The above simple program is an example of  opening a file, reading the file, and then closing the file while also using stdout, and stderr.  I cut and pasted the code to a vi session and then saved, compiled, and ran the program.

What follows is a quick summary of the file operations in the <stdio.h> library.  These are the operations that work directly with streams.

Opening Streams
Before a stream can be used you must associate the stream with some device or file.  This is called opening the stream.  Your program is asking for permission from the operating system to read or write to a device.  If you have the correct permissions, the file exists or you can create the file and no-one else has the file locked then the operating system allows you to open the file and gives you back an object that is the stream.  Using this object you can read and write to the stream and when you are done you can close the stream.
Let me discribe the format of the descriptions that you will see here and in the man pages.  The first entry is the type that is returned by the function call.  The second part is the function name itself and the third part is the list of variable types that the function takes for arguments.

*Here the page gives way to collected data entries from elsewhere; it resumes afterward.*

use std::path::PathBuf;

use serde::Serialize;
use tracing::info;

use super::import::{read_records, CliError};
use crate::db::{RecordStore, StoreConfig, StoreMetrics};
use crate::model::{Record, SlotId, Value};
use crate::query::{KeyPolicy, QueryEngine};

/// Settings for loading one CSV table into a [`QueryEngine`].
#[derive(Debug, Clone)]
pub struct StoreLoadConfig {
    /// CSV file with one record per row.
    pub path: PathBuf,
    /// Columns to index. The key column is indexed even if not listed.
    pub indexed: Vec<String>,
    /// Column addressed by search, delete and update.
    pub key: String,
    /// Hand freed slot ids back out on insert.
    pub reuse_free_slots: bool,
    /// Refuse repeated key values.
    pub strict: bool,
}

/// Loads the CSV table described by `cfg` into a fresh store and facade.
pub fn load_engine(cfg: &StoreLoadConfig) -> Result<QueryEngine, CliError> {
    let mut attributes = cfg.indexed.clone();
    if !attributes.contains(&cfg.key) {
        attributes.push(cfg.key.clone());
    }
    let required: Vec<&str> = attributes.iter().map(String::as_str).collect();
    let records = read_records(&cfg.path, &required)?;

    let store = RecordStore::new(
        StoreConfig::new(attributes.iter().cloned()).reuse_free_slots(cfg.reuse_free_slots),
    )?;
    let policy = if cfg.strict {
        KeyPolicy::StrictUnique
    } else {
        KeyPolicy::MultiMatch
    };
    let mut engine = QueryEngine::with_policy(store, cfg.key.clone(), policy)?;
    for record in records {
        engine.insert_record(record)?;
    }
    info!(
        path = %cfg.path.display(),
        records = engine.store().len(),
        indexes = attributes.len(),
        "store loaded"
    );
    Ok(engine)
}

/// An active record with its slot id.
#[derive(Debug, Clone, Serialize)]
pub struct SlotRecord {
    /// Slot holding the record.
    pub slot: SlotId,
    /// The record.
    pub record: Record,
}

/// Answer to a search or range command.
#[derive(Debug, Clone, Serialize)]
pub struct RecordsReport {
    /// Number of records returned.
    pub matched: usize,
    /// The records, in the order the store produced them.
    pub records: Vec<SlotRecord>,
}

impl RecordsReport {
    /// Resolves `slots` against `store`, dropping tombstones.
    pub fn collect(store: &RecordStore, slots: &[SlotId]) -> Self {
        let records: Vec<SlotRecord> = slots
            .iter()
            .filter_map(|&slot| {
                store.get_record(slot).map(|record| SlotRecord {
                    slot,
                    record: record.clone(),
                })
            })
            .collect();
        Self {
            matched: records.len(),
            records,
        }
    }
}

/// Outcome of a delete-by-key.
#[derive(Debug, Clone, Serialize)]
pub struct DeleteReport {
    /// Key that was deleted.
    pub key: Value,
    /// Whether any record matched.
    pub deleted: bool,
    /// Active records left afterwards.
    pub remaining: usize,
}

/// Shape of one index tree.
#[derive(Debug, Clone, Serialize)]
pub struct IndexSummary {
    /// Indexed attribute.
    pub attribute: String,
    /// Distinct keys.
    pub keys: usize,
    /// Stored slot ids.
    pub entries: usize,
    /// Tree height.
    pub height: u32,
}

/// Result of checking every index against the slots, with store statistics.
#[derive(Debug, Clone, Serialize)]
pub struct VerifyReport {
    /// True when every check passed.
    pub success: bool,
    /// First violation found, if any.
    pub error: Option<String>,
    /// Active records.
    pub records: usize,
    /// Allocated slots, tombstones included.
    pub slots: usize,
    /// Ids waiting on the free list.
    pub free_slots: usize,
    /// One entry per indexed attribute.
    pub indexes: Vec<IndexSummary>,
    /// Counter snapshot.
    pub metrics: StoreMetrics,
}

impl VerifyReport {
    /// Runs the checks and gathers the statistics.
    pub fn build(store: &RecordStore) -> Self {
        let error = store.verify_indexes().err().map(|err| err.to_string());
        let indexes = store
            .indexed_attributes()
            .iter()
            .filter_map(|attribute| {
                let index = store.index(attribute).ok()?;
                Some(IndexSummary {
                    attribute: attribute.clone(),
                    keys: index.len(),
                    entries: index.entry_count(),
                    height: index.height(),
                })
            })
            .collect();
        Self {
            success: error.is_none(),
            error,
            records: store.len(),
            slots: store.slot_count(),
            free_slots: store.free_slot_count(),
            indexes,
            metrics: store.metrics(),
        }
    }
}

Looking at the first line below we see that the fopen function takes two pointers to strings, one is a path to a file and the other is the open mode of the program.  The function will return a pointer to FILE type which is a complex object that is defined in the <stdio.h> library. So in order to accept the return type you must have declared a variable of type pointer to FILE, like the stream variable in the example above on line 9.  On line 13 of the example you can see where I call the function fopen with the static filename of "test" and a mode of "r" and then accept the return value into the stream object.

A stream can be opened by any of these three functions:

    FILE   *fopen( char *path, char *mode)
    FILE  *fdopen( int fildes, char *mode)
    FILE *freopen( char *path, char *mode, FILE *stream)

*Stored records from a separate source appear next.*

//! Unweighted traversals over a [`Graph`].
//!
//! Everything here goes through the graph's public adjacency contract
//! (`incident_edges` + `opposite`), so it works for any payload types.

use std::collections::VecDeque;

use super::model::{Graph, VertexId};
use crate::error::{DbError, Result};

fn visited_set<V, E>(graph: &Graph<V, E>) -> Vec<bool> {
    vec![false; graph.vertex_count()]
}

/// Marks `v` visited, returning true if it was not visited before.
fn visit(visited: &mut [bool], v: VertexId) -> bool {
    match visited.get_mut(v.index()) {
        Some(seen) if !*seen => {
            *seen = true;
            true
        }
        _ => false,
    }
}

fn check_start<V, E>(graph: &Graph<V, E>, v: VertexId) -> Result<()> {
    if graph.contains_vertex(v) {
        Ok(())
    } else {
        Err(DbError::UnknownVertex(v))
    }
}

/// Breadth-first traversal from `start`; returns vertices in discovery order.
pub fn bfs<V, E>(graph: &Graph<V, E>, start: VertexId) -> Result<Vec<VertexId>> {
    check_start(graph, start)?;
    let mut visited = visited_set(graph);
    let mut order = Vec::new();
    let mut queue = VecDeque::new();

    visit(&mut visited, start);
    queue.push_back(start);

    while let Some(u) = queue.pop_front() {
        order.push(u);
        for &edge in graph.incident_edges(u)? {
            let v = graph.opposite(u, edge)?;
            if visit(&mut visited, v) {
                queue.push_back(v);
            }
        }
    }

    Ok(order)
}

/// Vertices reachable from `start`, grouped by hop distance.
pub fn bfs_layers<V, E>(graph: &Graph<V, E>, start: VertexId) -> Result<Vec<Vec<VertexId>>> {
    check_start(graph, start)?;
    let mut visited = visited_set(graph);
    let mut layers = Vec::new();
    let mut current = vec![start];
    visit(&mut visited, start);

    while !current.is_empty() {
        let mut next = Vec::new();
        for &u in &current {
            for &edge in graph.incident_edges(u)? {
                let v = graph.opposite(u, edge)?;
                if visit(&mut visited, v) {
                    next.push(v);
                }
            }
        }
        layers.push(std::mem::replace(&mut current, next));
    }

    Ok(layers)
}

/// Depth-first traversal from `start`; returns vertices in discovery order.
///
/// Uses an explicit stack but visits in the same order as the recursive
/// formulation: the first unvisited neighbor is always explored first.
pub fn dfs<V, E>(graph: &Graph<V, E>, start: VertexId) -> Result<Vec<VertexId>> {
    check_start(graph, start)?;
    let mut visited = visited_set(graph);
    let mut order = vec![start];
    let mut stack: Vec<(VertexId, usize)> = vec![(start, 0)];
    visit(&mut visited, start);

    while let Some(&(u, next)) = stack.last() {
        match graph.incident_edges(u)?.get(next) {
            Some(&edge) => {
                if let Some(top) = stack.last_mut() {
                    top.1 += 1;
                }
                let v = graph.opposite(u, edge)?;
                if visit(&mut visited, v) {
                    order.push(v);
                    stack.push((v, 0));
                }
            }
            None => {
                stack.pop();
            }
        }
    }

    Ok(order)
}

/// Fewest-hops path from `start` to `target`, both inclusive. Edge weights
/// are ignored. `Ok(None)` means `target` is unreachable.
pub fn shortest_path<V, E>(
    graph: &Graph<V, E>,
    start: VertexId,
    target: VertexId,
) -> Result<Option<Vec<VertexId>>> {
    check_start(graph, start)?;
    check_start(graph, target)?;
    if start == target {
        return Ok(Some(vec![start]));
    }

    let mut parent: Vec<Option<VertexId>> = vec![None; graph.vertex_count()];
    let mut visited = visited_set(graph);
    let mut queue = VecDeque::new();
    visit(&mut visited, start);
    queue.push_back(start);

    while let Some(u) = queue.pop_front() {
        for &edge in graph.incident_edges(u)? {
            let v = graph.opposite(u, edge)?;
            if !visit(&mut visited, v) {
                continue;
            }
            parent[v.index()] = Some(u);
            if v == target {
                let mut path = vec![v];
                let mut cursor = parent[v.index()];
                while let Some(step) = cursor {
                    path.push(step);
                    cursor = parent[step.index()];
                }
                path.reverse();
                return Ok(Some(path));
            }
            queue.push_back(v);
        }
    }

    Ok(None)
}

/// Partitions all vertices into connected components. Components appear in
/// order of their lowest vertex id.
pub fn connected_components<V, E>(graph: &Graph<V, E>) -> Result<Vec<Vec<VertexId>>> {
    let mut visited = visited_set(graph);
    let mut components = Vec::new();

    for root in graph.vertices() {
        if !visit(&mut visited, root) {
            continue;
        }
        let mut component = Vec::new();
        let mut stack = vec![root];
        while let Some(u) = stack.pop() {
            component.push(u);
            for &edge in graph.incident_edges(u)? {
                let v = graph.opposite(u, edge)?;
                if visit(&mut visited, v) {
                    stack.push(v);
                }
            }
        }
        components.push(component);
    }

    Ok(components)
}

#[cfg(test)]
mod tests {
    use super::*;
    use crate::graph::EdgeData;

    /// 0 - 1 - 2 - 3 and 0 - 4, plus an isolated 5.
    fn sample() -> (Graph<u32>, Vec<VertexId>) {
        let mut graph = Graph::new();
        let v: Vec<_> = (0..6).map(|i| graph.insert_vertex(i, "n")).collect();
        for (a, b) in [(0, 1), (1, 2), (2, 3), (0, 4)] {
            graph.insert_edge(v[a], v[b], EdgeData::default()).unwrap();
        }
        (graph, v)
    }

    #[test]
    fn bfs_is_level_ordered() {
        let (graph, v) = sample();
        assert_eq!(bfs(&graph, v[0]).unwrap(), vec![v[0], v[1], v[4], v[2], v[3]]);
        assert_eq!(bfs(&graph, v[5]).unwrap(), vec![v[5]]);
    }

    #[test]
    fn dfs_goes_deep_first() {
        let (graph, v) = sample();
        assert_eq!(dfs(&graph, v[0]).unwrap(), vec![v[0], v[1], v[2], v[3], v[4]]);
    }

    #[test]
    fn layers_group_by_distance() {
        let (graph, v) = sample();
        assert_eq!(
            bfs_layers(&graph, v[0]).unwrap(),
            vec![vec![v[0]], vec![v[1], v[4]], vec![v[2]], vec![v[3]]]
        );
    }

    #[test]
    fn shortest_path_cases() {
        let (graph, v) = sample();
        assert_eq!(
            shortest_path(&graph, v[4], v[3]).unwrap(),
            Some(vec![v[4], v[0], v[1], v[2], v[3]])
        );
        assert_eq!(shortest_path(&graph, v[2], v[2]).unwrap(), Some(vec![v[2]]));
        assert_eq!(shortest_path(&graph, v[0], v[5]).unwrap(), None);
    }

    #[test]
    fn components_partition_vertices() {
        let (graph, v) = sample();
        let components = connected_components(&graph).unwrap();
        assert_eq!(components.len(), 2);
        assert_eq!(components[1], vec![v[5]]);
        let total: usize = components.iter().map(Vec::len).sum();
        assert_eq!(total, graph.vertex_count());
    }

    #[test]
    fn foreign_start_vertex_is_rejected() {
        let (graph, _) = sample();
        let mut other: Graph<u32> = Graph::new();
        let last = (0..10).map(|i| other.insert_vertex(i, "n")).last().unwrap();
        assert_eq!(bfs(&graph, last).unwrap_err(), DbError::UnknownVertex(last));
        assert!(dfs(&graph, last).is_err());
        assert!(shortest_path(&graph, last, last).is_err());
    }
}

char *path is a pointer to a string with the filename in it.
char *mode is the mode of opening the file (table follows.)
int fildes is a file descriptor which has already been opened and whose mode matches.

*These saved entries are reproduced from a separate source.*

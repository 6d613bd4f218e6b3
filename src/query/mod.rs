#![forbid(unsafe_code)]

//! Key-addressed CRUD over a [`RecordStore`](crate::RecordStore).
//!
//! Callers outside the store address records by the value of one designated
//! key attribute instead of by slot id.

/// Query facade bound to a key attribute.
pub mod engine;

pub use engine::{KeyPolicy, QueryEngine};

You can get a file descriptor with the UNIX system function open.  Please note that a file descriptor is not a pointer to FILE.  You cannot close(stream), you must fclose(stream).  This is a very hard error to find if your compiler doesn't warn you about it.  If you are interested in Linux System calls type `man 2 intro`  for an introduction to the functions and what they do.
FILE *stream is an already existing stream.
These functions return a pointer to FILE type that represents the data stream or a NULL of type (FILE *)0 on any error condition.

fopen is used to open the given filename with the respective mode.  This is the function that is used the most to open files.

fdopen is used to assign a stream to a currently opened file descriptor.  The file descriptor mode and the fdopen mode must match.

freopen is normally used redirect stdin, stdout and stderr to file.  The stream that is given will be closed and a new stream opened to the given path with the given mode.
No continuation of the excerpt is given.